Yep. HR. Helpful as ever.
Oh nothin’. Just watchin’ the hurricane blow in.
Yeah, it’s not “off the grid” if it has “high speed internet.” I mean that’s literally ON the grid.
I think it’s that you can’t actually stop yourself from being a dick.
It’s not the fishbowl. It’s not A fishbowl. It’s the seminar room. It’s right there on the door. “Seminar Room”
I’m pretty sure they were supposed to have taken the flag down before the weather started, but it’s been awesome to watch.
It’s very loud.
But then how will I pay for my Xanax?
ffffuuuuuuuuuuuuuuuck. I have been reading the wrong goddamn chapter.
HR is a joke. Utterly useless. Everyone hates you for a reason. A valid, valid reason.
The whole entire point of converting this room was to get it on the University system and you’re telling me it’s not on the University system??
Why do people give emergency contact information in their auto replies? “If this is an emergency, please contact public safety.” Why would anyone be contacting you via email in an emergency?
I just typed course lookly instead of course lookup. I do not know what is wrong with me.
“Yeah and so, yeah. Yeah and so.”
But what about KEVIN???
It just seems like Clarence Thomas all over again to me. In other words: Utter bullshit.
I don’t actually hate that many people. Not really.
Where is my certificate? Where is my 10 year anniversary pin? WHERE IS IT??
I’d take Steve McQueen over James Dean any day.
It’s funny how you say “we,” as if you had anything at all to do with it.
OK, look. Luke’s daughter is annoying as hell.
How am I supposed to respond and wrap up if no one comments on my discussion post? Answer my own questions? I guess I could answer my own questions. That’d be weird, but whatever.
I have Just Like Heaven stuck in my head, and I am so not in the mood.
I am not the co-chair. I don’t get to make any decisions. Why do I feel like the co-chair?
I forgot my Little Debbie treat for after lunch today. Sadness.
Stupid create button. Did you HAVE to put it where the home button used to be?

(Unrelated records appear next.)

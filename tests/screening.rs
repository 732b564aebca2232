use edgescreen::{
    EdgeScreenError, Grid, Label, ScreenConfig, ScreenMode, Screener, ThresholdRange,
};

fn blob_image(width: usize, height: usize, x0: usize, y0: usize, side: usize) -> Grid {
    let mut data = vec![0.0; width * height];
    for y in y0..y0 + side {
        for x in x0..x0 + side {
            data[y * width + x] = 200.0;
        }
    }
    Grid::from_vec(data, width, height).unwrap()
}

fn embed(template: &Grid, width: usize, height: usize, x0: usize, y0: usize) -> Grid {
    let mut data = vec![0.0; width * height];
    for y in 0..template.height() {
        for x in 0..template.width() {
            data[(y0 + y) * width + (x0 + x)] = template.get(x, y).unwrap();
        }
    }
    Grid::from_vec(data, width, height).unwrap()
}

fn ramp_template() -> Grid {
    let data: Vec<f64> = (1..=30).map(f64::from).collect();
    Grid::from_vec(data, 6, 5).unwrap()
}

fn self_product(template: &Grid) -> f64 {
    template.as_slice().iter().map(|v| v * v).sum::<f64>() / 1000.0
}

#[test]
fn intensity_peak_finds_embedded_template() {
    let template = ramp_template();
    let image = embed(&template, 20, 16, 3, 4);

    let screener =
        Screener::new(template.clone(), ScreenConfig::new(ScreenMode::Intensity)).unwrap();
    let score = screener.score_image(&image).unwrap();
    assert!((score - self_product(&template)).abs() < 1e-9);
}

#[test]
fn same_shape_images_use_whole_grid_comparison() {
    // an equal-size template has no sliding placement, so this must go
    // through the whole-grid comparison path
    let template = blob_image(8, 8, 2, 2, 4);
    let screener =
        Screener::new(template.clone(), ScreenConfig::new(ScreenMode::Intensity)).unwrap();
    let score = screener.score_image(&template).unwrap();
    assert!((score - self_product(&template)).abs() < 1e-9);
}

#[test]
fn classification_follows_configured_range() {
    let template = ramp_template();
    let friendly = embed(&template, 20, 16, 3, 4);
    let hostile = Grid::zeros(20, 16).unwrap();

    let peak = self_product(&template);
    let range = ThresholdRange::new(peak * 0.9, peak * 1.1).unwrap();
    let config = ScreenConfig::new(ScreenMode::Intensity).with_range(range);
    let screener = Screener::new(template, config).unwrap();

    assert_eq!(screener.classify_image(&friendly).unwrap(), Label::Friendly);
    assert_eq!(screener.classify_image(&hostile).unwrap(), Label::Hostile);
}

#[test]
fn batch_skips_and_records_failures() {
    let template = ramp_template();
    let friendly = embed(&template, 20, 16, 3, 4);
    let hostile = Grid::zeros(20, 16).unwrap();
    // too small for the template to slide over
    let tiny = Grid::zeros(4, 4).unwrap();

    let peak = self_product(&template);
    let range = ThresholdRange::new(peak * 0.9, peak * 1.1).unwrap();
    let screener = Screener::new(
        template,
        ScreenConfig::new(ScreenMode::Intensity).with_range(range),
    )
    .unwrap();

    let images = vec![friendly, tiny, hostile];
    let report = screener.evaluate_batch(&images).unwrap();

    assert_eq!(report.counts.friendly, 1);
    assert_eq!(report.counts.hostile, 1);
    assert_eq!(report.scores.len(), 2);
    assert_eq!(report.skipped.len(), 1);
    let (index, error) = &report.skipped[0];
    assert_eq!(*index, 1);
    assert_eq!(
        *error,
        EdgeScreenError::EmptyResult {
            reason: "empty correlation surface",
        }
    );
}

#[test]
fn labeling_without_a_range_is_rejected() {
    let template = Grid::constant(4, 4, 1.0).unwrap();
    let screener =
        Screener::new(template.clone(), ScreenConfig::new(ScreenMode::Intensity)).unwrap();

    assert!(screener.score_image(&template).is_ok());
    let err = screener.classify_image(&template).err().unwrap();
    assert_eq!(
        err,
        EdgeScreenError::InvalidInput("no threshold range configured")
    );
    assert!(screener.evaluate_batch(std::slice::from_ref(&template)).is_err());
}

#[test]
fn edges_mode_separates_matching_and_shifted_scenes() {
    let template = blob_image(16, 16, 5, 5, 6);
    let shifted = blob_image(16, 16, 7, 7, 6);

    let screener =
        Screener::new(template.clone(), ScreenConfig::new(ScreenMode::Edges)).unwrap();
    let self_score = screener.score_image(&template).unwrap();
    let shifted_score = screener.score_image(&shifted).unwrap();
    assert!(self_score > 0.0);
    assert!(self_score > shifted_score);

    let gap = self_score - shifted_score;
    let range = ThresholdRange::new(self_score - gap / 2.0, self_score + gap / 2.0).unwrap();
    let config = ScreenConfig::new(ScreenMode::Edges).with_range(range);
    let screener = Screener::new(template.clone(), config).unwrap();
    assert_eq!(screener.classify_image(&template).unwrap(), Label::Friendly);
    assert_eq!(screener.classify_image(&shifted).unwrap(), Label::Hostile);
}

#[test]
fn flat_scene_is_skipped_in_edges_mode() {
    let template = blob_image(16, 16, 5, 5, 6);
    let flat = Grid::constant(16, 16, 40.0).unwrap();
    let screener = Screener::new(template, ScreenConfig::new(ScreenMode::Edges)).unwrap();

    let err = screener.score_image(&flat).err().unwrap();
    assert_eq!(
        err,
        EdgeScreenError::DegenerateInput {
            reason: "zero-valued magnitude maximum",
        }
    );

    let batch = screener.score_batch(std::slice::from_ref(&flat));
    assert!(batch.scores.is_empty());
    assert_eq!(batch.skipped.len(), 1);
}

#[test]
fn degenerate_template_fails_construction_in_edges_mode() {
    let flat = Grid::constant(12, 12, 7.0).unwrap();
    let err = Screener::new(flat, ScreenConfig::new(ScreenMode::Edges))
        .err()
        .unwrap();
    assert_eq!(
        err,
        EdgeScreenError::DegenerateInput {
            reason: "zero-valued magnitude maximum",
        }
    );
}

I just searched my blog for the word terrified and one of the posts that came up was talking about BLTs and now I really want a BLT.
When was the last time I had a BLT? I cannot remember.
Man, I really need some new Chucks.
Well if you’re going to give it to me. OK.
I don’t know. I’m finally attempting a second run at Gilmore Girls: A Year in the Life and while there are things that are still bugging me, I do like it better than the first time I watched it. I really kind of hated it the first time I watched it.
I’m not heartbroken about Neil Gaiman. There’s no point.
Huh. The wheat for Triscuits comes muchly from the Mitten. Nice.
I just saw this question on someone’s post: “Can your boss do your job and would he be willing to do it?” Yeah that’s a big fat no.
Interesting juxtaposition: The Daily Wire and Vulture in my inbox at the same time.
This work load has been shockingly light. What are you talking about?
Tomorrow is picture day!
Everything hurts. Everything. This virus is never leaving my system. I’m clearly dying.
No, really, stop texting me. I’m so pissed at you.
Everybody buy a copy of this book that my new friend Joe wrote. He’s been working with me for the last year (and my committee) to bring Gaiman to campus. This book should be really really great.
I want pizza. And also BLTs. Not so much in the mood for tacos. But mostly just a cup of French Breakfast.